Collected data entries
// ============================================================================
// TESTS
// ============================================================================

#[cfg(test)]
mod tests {
    use super::*;
    use chrono::Duration;
    use tracker_core::TrackerError;

    fn make_project(name: &str) -> Project {
        Project::new(name, Some("test project"), Utc::now() + Duration::days(30))
    }

    fn make_developer(email: &str) -> Developer {
        Developer::new("Dev", email, vec!["rust".to_string()])
    }

    fn make_task(project_id: EntityId) -> Task {
        Task::new("Test task", None, project_id)
    }

    fn store_with_project() -> (InMemoryPrimaryStore, Project) {
        let store = InMemoryPrimaryStore::new();
        let project = make_project("Apollo");
        store.project_insert(&project).unwrap();
        (store, project)
    }

    // ========================================================================
    // Project Tests
    // ========================================================================

    #[test]
    fn test_project_insert_get() {
        let (store, project) = store_with_project();
        let retrieved = store.project_get(project.project_id).unwrap();
        assert_eq!(retrieved.unwrap().name, "Apollo");
    }

    #[test]
    fn test_project_duplicate_name_case_insensitive() {
        let (store, _) = store_with_project();
        let dup = make_project("APOLLO");
        let err = store.project_insert(&dup).unwrap_err();
        assert!(matches!(
            err,
            TrackerError::Storage(StorageError::Conflict { field: "name", .. })
        ));
    }

    #[test]
    fn test_project_update_rejects_stolen_name() {
        let (store, _) = store_with_project();
        let other = make_project("Gemini");
        store.project_insert(&other).unwrap();

        let err = store
            .project_update(
                other.project_id,
                ProjectUpdate {
                    name: Some("apollo".to_string()),
                    ..Default::default()
                },
            )
            .unwrap_err();
        assert!(matches!(
            err,
            TrackerError::Storage(StorageError::Conflict { .. })
        ));

        // Keeping your own name is not a conflict.
        let updated = store
            .project_update(
                other.project_id,
                ProjectUpdate {
                    name: Some("Gemini".to_string()),
                    status: Some(ProjectStatus::InProgress),
                    ..Default::default()
                },
            )
            .unwrap();
        assert_eq!(updated.status, ProjectStatus::InProgress);
    }

    #[test]
    fn test_project_delete_cascades_tasks() {
        let (store, project) = store_with_project();
        let t1 = make_task(project.project_id);
        let t2 = make_task(project.project_id);
        store.task_insert(&t1).unwrap();
        store.task_insert(&t2).unwrap();

        let (deleted, cascaded) = store.project_delete(project.project_id).unwrap();
        assert_eq!(deleted.project_id, project.project_id);
        assert_eq!(cascaded.len(), 2);
        assert_eq!(store.task_count(), 0);
    }

    #[test]
    fn test_projects_overdue() {
        let store = InMemoryPrimaryStore::new();
        let mut late = make_project("Late");
        late.deadline = Utc::now() - Duration::days(1);
        let mut done = make_project("Done");
        done.deadline = Utc::now() - Duration::days(1);
        done.status = ProjectStatus::Completed;
        store.project_insert(&late).unwrap();
        store.project_insert(&done).unwrap();

        let overdue = store.projects_overdue(Utc::now()).unwrap();
        assert_eq!(overdue.len(), 1);
        assert_eq!(overdue[0].name, "Late");
    }

    // ========================================================================
    // Developer Tests
    // ========================================================================

    #[test]
    fn test_developer_duplicate_email() {
        let store = InMemoryPrimaryStore::new();
        store.developer_insert(&make_developer("a@x.com")).unwrap();
        let err = store
            .developer_insert(&make_developer("a@x.com"))
            .unwrap_err();
        assert!(matches!(
            err,
            TrackerError::Storage(StorageError::Conflict { field: "email", .. })
        ));
    }

    #[test]
    fn test_developer_update_normalizes_skills() {
        let store = InMemoryPrimaryStore::new();
        let dev = make_developer("a@x.com");
        store.developer_insert(&dev).unwrap();

        let updated = store
            .developer_update(
                dev.developer_id,
                DeveloperUpdate {
                    skills: Some(vec!["  Java ".to_string(), "JAVA".to_string()]),
                    ..Default::default()
                },
            )
            .unwrap();
        assert_eq!(updated.skills.len(), 1);
        assert!(updated.skills.contains("java"));
    }

    #[test]
    fn test_developer_delete_unassigns_tasks() {
        let (store, project) = store_with_project();
        let dev = make_developer("a@x.com");
        store.developer_insert(&dev).unwrap();

        for _ in 0..3 {
            let mut task = make_task(project.project_id);
            task.assigned_developer_id = Some(dev.developer_id);
            store.task_insert(&task).unwrap();
        }

        let (_, unassigned) = store.developer_delete(dev.developer_id).unwrap();
        assert_eq!(unassigned.len(), 3);
        assert_eq!(store.task_count(), 3);
        assert!(store
            .task_list()
            .unwrap()
            .iter()
            .all(|t| t.assigned_developer_id.is_none()));
    }

    #[test]
    fn test_developers_by_skill_is_normalized() {
        let store = InMemoryPrimaryStore::new();
        store.developer_insert(&make_developer("a@x.com")).unwrap();
        let found = store.developers_by_skill(" RUST ").unwrap();
        assert_eq!(found.len(), 1);
    }

    #[test]
    fn test_developers_by_any_skill_matches_one_of_the_list() {
        let store = InMemoryPrimaryStore::new();
        store.developer_insert(&make_developer("a@x.com")).unwrap();
        let other = Developer::new("Dev", "b@x.com", vec!["go".to_string()]);
        store.developer_insert(&other).unwrap();

        let found = store
            .developers_by_any_skill(&["RUST ".to_string(), "python".to_string()])
            .unwrap();
        assert_eq!(found.len(), 1);
        assert_eq!(found[0].email, "a@x.com");
    }

    #[test]
    fn test_developers_available_respects_task_cap() {
        let (store, project) = store_with_project();
        let busy = make_developer("busy@x.com");
        let free = Developer::new("Dev", "free@x.com", vec![]);
        store.developer_insert(&busy).unwrap();
        store.developer_insert(&free).unwrap();
        for _ in 0..2 {
            let mut task = make_task(project.project_id);
            task.assigned_developer_id = Some(busy.developer_id);
            store.task_insert(&task).unwrap();
        }

        let available = store.developers_available(2).unwrap();
        assert_eq!(available.len(), 1);
        assert_eq!(available[0].email, "free@x.com");
    }

    // ========================================================================
    // Task Tests
    // ========================================================================

    #[test]
    fn test_task_insert_requires_project() {
        let store = InMemoryPrimaryStore::new();
        let task = make_task(tracker_core::new_entity_id());
        let err = store.task_insert(&task).unwrap_err();
        assert!(matches!(
            err,
            TrackerError::Storage(StorageError::NotFound {
                entity_type: EntityType::Project,
                ..
            })
        ));
    }

    #[test]
    fn test_task_insert_requires_existing_assignee() {
        let (store, project) = store_with_project();
        let mut task = make_task(project.project_id);
        task.assigned_developer_id = Some(tracker_core::new_entity_id());
        let err = store.task_insert(&task).unwrap_err();
        assert!(matches!(
            err,
            TrackerError::Storage(StorageError::NotFound {
                entity_type: EntityType::Developer,
                ..
            })
        ));
    }

    #[test]
    fn test_task_update_clears_assignee() {
        let (store, project) = store_with_project();
        let dev = make_developer("a@x.com");
        store.developer_insert(&dev).unwrap();
        let mut task = make_task(project.project_id);
        task.assigned_developer_id = Some(dev.developer_id);
        store.task_insert(&task).unwrap();

        let updated = store
            .task_update(
                task.task_id,
                TaskUpdate {
                    assigned_developer_id: Some(None),
                    ..Default::default()
                },
            )
            .unwrap();
        assert_eq!(updated.assigned_developer_id, None);
    }

    #[test]
    fn test_task_get_many_skips_missing() {
        let (store, project) = store_with_project();
        let task = make_task(project.project_id);
        store.task_insert(&task).unwrap();

        let found = store
            .task_get_many(&[task.task_id, tracker_core::new_entity_id()])
            .unwrap();
        assert_eq!(found.len(), 1);
    }

    #[test]
    fn test_task_due_within_window() {
        let (store, project) = store_with_project();
        let mut soon = make_task(project.project_id);
        soon.due_date = Some(Utc::now() + Duration::days(2));
        let mut later = make_task(project.project_id);
        later.due_date = Some(Utc::now() + Duration::days(20));
        store.task_insert(&soon).unwrap();
        store.task_insert(&later).unwrap();

        let due = store.task_list_due_within(Utc::now(), 7).unwrap();
        assert_eq!(due.len(), 1);
        assert_eq!(due[0].task_id, soon.task_id);
    }

    #[test]
    fn test_task_list_without_due_date() {
        let (store, project) = store_with_project();
        let undated = make_task(project.project_id);
        let mut dated = make_task(project.project_id);
        dated.due_date = Some(Utc::now() + Duration::days(3));
        store.task_insert(&undated).unwrap();
        store.task_insert(&dated).unwrap();

        let found = store.task_list_without_due_date().unwrap();
        assert_eq!(found.len(), 1);
        assert_eq!(found[0].task_id, undated.task_id);
    }

    #[test]
    fn test_task_find_by_criteria_combines_filters() {
        let (store, project) = store_with_project();
        let dev = make_developer("a@x.com");
        store.developer_insert(&dev).unwrap();

        let mut wanted = Task::new("Write the parser", None, project.project_id);
        wanted.assigned_developer_id = Some(dev.developer_id);
        wanted.status = TaskStatus::InProgress;
        store.task_insert(&wanted).unwrap();
        let mut decoy = Task::new("Write the docs", None, project.project_id);
        decoy.status = TaskStatus::InProgress;
        store.task_insert(&decoy).unwrap();

        let found = store
            .task_find_by_criteria(&TaskCriteria {
                project_id: Some(project.project_id),
                assigned_developer_id: Some(dev.developer_id),
                status: Some(TaskStatus::InProgress),
                title: Some("PARSER".to_string()),
            })
            .unwrap();
        assert_eq!(found.len(), 1);
        assert_eq!(found[0].task_id, wanted.task_id);

        // Default criteria match everything.
        let all = store.task_find_by_criteria(&TaskCriteria::default()).unwrap();
        assert_eq!(all.len(), 2);
    }

    // ========================================================================
    // Bulk Statement Tests
    // ========================================================================

    #[test]
    fn test_bulk_assign_excludes_missing_ids() {
        let (store, project) = store_with_project();
        let dev = make_developer("a@x.com");
        store.developer_insert(&dev).unwrap();

        let t1 = make_task(project.project_id);
        let t2 = make_task(project.project_id);
        store.task_insert(&t1).unwrap();
        store.task_insert(&t2).unwrap();

        let requested = vec![
            t1.task_id,
            t2.task_id,
            tracker_core::new_entity_id(),
            tracker_core::new_entity_id(),
        ];
        let updated = store
            .task_bulk_assign(&requested, dev.developer_id)
            .unwrap();
        assert_eq!(updated.len(), 2);
        assert!(store
            .task_get(t1.task_id)
            .unwrap()
            .unwrap()
            .assigned_developer_id
            .is_some());
    }

    #[test]
    fn test_bulk_set_status_by_project_scopes_to_project() {
        let (store, project) = store_with_project();
        let other = make_project("Gemini");
        store.project_insert(&other).unwrap();

        let mine = make_task(project.project_id);
        let theirs = make_task(other.project_id);
        store.task_insert(&mine).unwrap();
        store.task_insert(&theirs).unwrap();

        let updated = store
            .task_bulk_set_status_by_project(project.project_id, TaskStatus::Blocked)
            .unwrap();
        assert_eq!(updated, vec![mine.task_id]);
        assert_eq!(
            store.task_get(theirs.task_id).unwrap().unwrap().status,
            TaskStatus::Todo
        );
    }
}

TASK REQUIREMENTS:
Please restate the records word for word. Go from the first line to the line with "fn make_developer(email: &str)" and include both.

SOLUTION BELOW:
// ============================================================================
// TESTS
// ============================================================================

#[cfg(test)]
mod tests {
    use super::*;
    use chrono::Duration;
    use tracker_core::TrackerError;

    fn make_project(name: &str) -> Project {
        Project::new(name, Some("test project"), Utc::now() + Duration::days(30))
    }

    fn make_developer(email: &str) -> Developer {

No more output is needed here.